The most reported variant of paraganglioma (PG) is a sclerosing that accounts for 16 cases in accordance to previous studies, and to the best of our knowledge, cases with prominent lymphoplasmacytic infiltration are extremely rare. (4,8,9,10). As observed in our reported case and similar to other variants like sclerosing, the site and onset of the carotid body may be typical in middle-aged women for PG with prominent lymphoplasmacytic infiltration.
Some studies show a considerable predilection of the carotid body PG in middle-aged women (mean age of 50.5 years) (4). The differential diagnosis of PG with prominent lymphoplasmacytic infiltration may be extensive in the head and neck region (9,10). The stroma embedding the tumor cells accompanied by cytological atypia, possibly infiltrating the lesion, may be interpreted as malignant, even though substantial mitotic activity and necrosis are absent (6,8,9). Prominent lymphoplasmacytic infiltrated stroma may also develop in metastatic carcinoma involving regions such as the larynx, breast, and lung.

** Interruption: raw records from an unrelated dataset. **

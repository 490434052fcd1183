/// Build a [`Document`](crate::Document) from `key => value` pairs.
///
/// Keys go through [`normalize_key`](crate::normalize_key), so `":name"` and
/// `"name"` produce the same field. Anything implementing `ToString` works as
/// a key, which lets an `ObjectId` key an id-to-attributes mapping.
///
/// ```
/// use docmap_core::{doc, Value};
///
/// let attrs = doc! { "first_name" => "John", ":age" => 27 };
/// assert_eq!(attrs.get("age"), Some(&Value::Int(27)));
/// ```
#[macro_export]
macro_rules! doc {
    () => {
        $crate::Document::new()
    };
    ( $( $key:expr => $value:expr ),+ $(,)? ) => {{
        let mut document = $crate::Document::new();
        $(
            document.insert(
                $crate::normalize_key(&($key).to_string()).to_owned(),
                $crate::Value::from($value),
            );
        )+
        document
    }};
}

In equivocal cases, immunostains can confirm the diagnosis. Carcinomas show a diffuse positive reaction to cytokeratin and epithelial membrane antigen (EMA), whereas, the majority of PGs are cytokeratin-negative (5,6,9). A new marker, Tyrosine hydroxylase, as an enzyme in catecholamine synthetic pathway is also positive in PGs. Although this marker plays an important role in its confirmation, it could be negative in nonfunctional paragangliomas, especially when occurred in the head and neck region. So, in these challenging conditions (keratin and tyrosine hydroxylase negative tumors) another new marker named as trans-acting T-cell-specific transcription factor (GATA-binding protein 3 [GATA-3]) may be helpful, although this marker could be also expressed in tumors like nonendocrine and parathyroid tumors. (11,12)

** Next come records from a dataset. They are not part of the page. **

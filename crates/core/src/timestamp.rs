//! Microsecond-precision timestamp type
//!
//! Timestamps back the `Time` key type and the automatic `created_at` /
//! `updated_at` keys. They are stored as microseconds since Unix epoch
//! (1970-01-01 00:00:00 UTC).
//!
//! ## Usage
//!
//! ```
//! use docmap_core::Timestamp;
//!
//! let now = Timestamp::now();
//! let from_secs = Timestamp::from_secs(1000);
//! let parsed = Timestamp::parse_rfc3339("2009-06-01T12:00:00Z").unwrap();
//! assert!(parsed.is_after(from_secs));
//! ```

use chrono::{DateTime, TimeZone, Utc};
use serde::{Deserialize, Serialize};
use std::time::{SystemTime, UNIX_EPOCH};

/// Microsecond-precision timestamp
///
/// ## Invariants
///
/// - Timestamps are always non-negative (u64)
/// - Timestamps are always in microseconds
/// - The zero timestamp represents Unix epoch
#[derive(Debug, Clone, Copy, PartialEq, Eq, PartialOrd, Ord, Hash, Serialize, Deserialize)]
pub struct Timestamp(u64);

impl Timestamp {
    /// Unix epoch (1970-01-01 00:00:00 UTC)
    pub const EPOCH: Timestamp = Timestamp(0);

    /// Maximum representable timestamp
    pub const MAX: Timestamp = Timestamp(u64::MAX);

    // =========================================================================
    // Constructors
    // =========================================================================

    /// Create a timestamp for the current moment
    ///
    /// Returns epoch (0) if the system clock is before Unix epoch.
    pub fn now() -> Self {
        let duration = SystemTime::now()
            .duration_since(UNIX_EPOCH)
            .unwrap_or_default();
        Timestamp(duration.as_micros() as u64)
    }

    /// Create a timestamp from microseconds since epoch
    #[inline]
    pub const fn from_micros(micros: u64) -> Self {
        Timestamp(micros)
    }

    /// Create a timestamp from milliseconds since epoch
    #[inline]
    pub const fn from_millis(millis: u64) -> Self {
        Timestamp(millis.saturating_mul(1_000))
    }

    /// Create a timestamp from seconds since epoch
    #[inline]
    pub const fn from_secs(secs: u64) -> Self {
        Timestamp(secs.saturating_mul(1_000_000))
    }

    /// Parse an RFC 3339 string (`2009-06-01T12:00:00Z`)
    ///
    /// Returns `None` for malformed input or instants before the epoch.
    pub fn parse_rfc3339(s: &str) -> Option<Self> {
        let parsed = DateTime::parse_from_rfc3339(s.trim()).ok()?;
        let micros = parsed.timestamp_micros();
        u64::try_from(micros).ok().map(Timestamp)
    }

    // =========================================================================
    // Accessors
    // =========================================================================

    /// Get microseconds since Unix epoch
    #[inline]
    pub const fn as_micros(&self) -> u64 {
        self.0
    }

    /// Get milliseconds since Unix epoch (truncates)
    #[inline]
    pub const fn as_millis(&self) -> u64 {
        self.0 / 1_000
    }

    /// Get seconds since Unix epoch (truncates)
    #[inline]
    pub const fn as_secs(&self) -> u64 {
        self.0 / 1_000_000
    }

    /// Convert to a chrono UTC datetime
    pub fn to_datetime(&self) -> DateTime<Utc> {
        let micros = i64::try_from(self.0).unwrap_or(i64::MAX);
        Utc.timestamp_micros(micros)
            .single()
            .unwrap_or(DateTime::<Utc>::MAX_UTC)
    }

    /// Render as RFC 3339 with microsecond precision
    pub fn to_rfc3339(&self) -> String {
        self.to_datetime()
            .to_rfc3339_opts(chrono::SecondsFormat::Micros, true)
    }

    // =========================================================================
    // Ordering
    // =========================================================================

    /// The smallest timestamp strictly after `self`
    pub fn next_tick(&self) -> Self {
        Timestamp(self.0.saturating_add(1))
    }

    /// Check if this timestamp is after another
    #[inline]
    pub fn is_after(&self, other: Timestamp) -> bool {
        self.0 > other.0
    }
}

impl Default for Timestamp {
    fn default() -> Self {
        Timestamp::EPOCH
    }
}

impl std::fmt::Display for Timestamp {
    fn fmt(&self, f: &mut std::fmt::Formatter<'_>) -> std::fmt::Result {
        f.write_str(&self.to_rfc3339())
    }
}

impl From<DateTime<Utc>> for Timestamp {
    fn from(dt: DateTime<Utc>) -> Self {
        Timestamp(u64::try_from(dt.timestamp_micros()).unwrap_or(0))
    }
}

#[cfg(test)]
mod tests {
    use super::*;
    use std::time::Duration;

    #[test]
    fn test_timestamp_epoch() {
        assert_eq!(Timestamp::EPOCH.as_micros(), 0);
        assert_eq!(Timestamp::EPOCH.as_millis(), 0);
        assert_eq!(Timestamp::EPOCH.as_secs(), 0);
    }

    #[test]
    fn test_timestamp_from_millis() {
        let ts = Timestamp::from_millis(5000);
        assert_eq!(ts.as_millis(), 5000);
        assert_eq!(ts.as_micros(), 5_000_000);
        assert_eq!(ts.as_secs(), 5);
    }

    #[test]
    fn test_timestamp_now_advances() {
        let before = Timestamp::now();
        std::thread::sleep(Duration::from_millis(1));
        let after = Timestamp::now();
        assert!(after > before, "Time should advance");
    }

    #[test]
    fn test_timestamp_next_tick() {
        let ts = Timestamp::from_micros(41);
        assert_eq!(ts.next_tick().as_micros(), 42);
        assert_eq!(Timestamp::MAX.next_tick(), Timestamp::MAX);
    }

    #[test]
    fn test_parse_rfc3339() {
        let ts = Timestamp::parse_rfc3339("1970-01-01T00:00:01Z").unwrap();
        assert_eq!(ts, Timestamp::from_secs(1));

        let with_offset = Timestamp::parse_rfc3339("1970-01-01T01:00:01+01:00").unwrap();
        assert_eq!(with_offset, Timestamp::from_secs(1));
    }

    #[test]
    fn test_parse_rfc3339_rejects_garbage_and_pre_epoch() {
        assert!(Timestamp::parse_rfc3339("yesterday").is_none());
        assert!(Timestamp::parse_rfc3339("1969-12-31T23:59:59Z").is_none());
    }

    #[test]
    fn test_rfc3339_display() {
        let ts = Timestamp::from_micros(1_500_000);
        assert_eq!(ts.to_string(), "1970-01-01T00:00:01.500000Z");
        assert_eq!(Timestamp::parse_rfc3339(&ts.to_rfc3339()), Some(ts));
    }

    #[test]
    fn test_timestamp_from_datetime() {
        let dt = Utc.timestamp_opt(10, 0).single().unwrap();
        assert_eq!(Timestamp::from(dt), Timestamp::from_secs(10));
    }
}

Metastasis of neuroendocrine carcinomas to a lymph node and PGs with prominent lymphopl-asmacytic infiltration share the usual nesting pattern of a ribbon-like or trabecular arrangement (13). Generally, PGs exhibit a more dominant zellballen architecture than neuroendocrine carcinomas (8).
Relatively few ultrastructural studies have been conducted on the human carotid body and other head and neck paraganglia (8). In a case reported by Robertson and coworkers, a malignant carotid body PG was observed in which a large number of cells had ample mitochondria resembling oncocytes (14).
In summary, despite being rare, a PG with prominent lymphoplasmacytic infiltration can challenge the diagnosis and result of the over diagnosis. Pathologically, a correct diagnosis will be more possible by gaining information about the uncommon growth pattern of PG and the appropriate immune-stains.
Our case indicates that although carotid body paraganglioma is a neuroendocrine tumor, the condition involves a favorable behavior. However, because of its varied histologic features, especially a dense lymphoplasmacytic infiltration, it stimulates other neoplasms. A metastatic lymph node must be considered in a differential diagnosis of the head and neck tumors with lymphocytic infiltration.
The authors would like to thank all those who helped them writing this paper.
Conflicts of Interest
The authors declared that there is no conflict of interest regarding the publication of this article.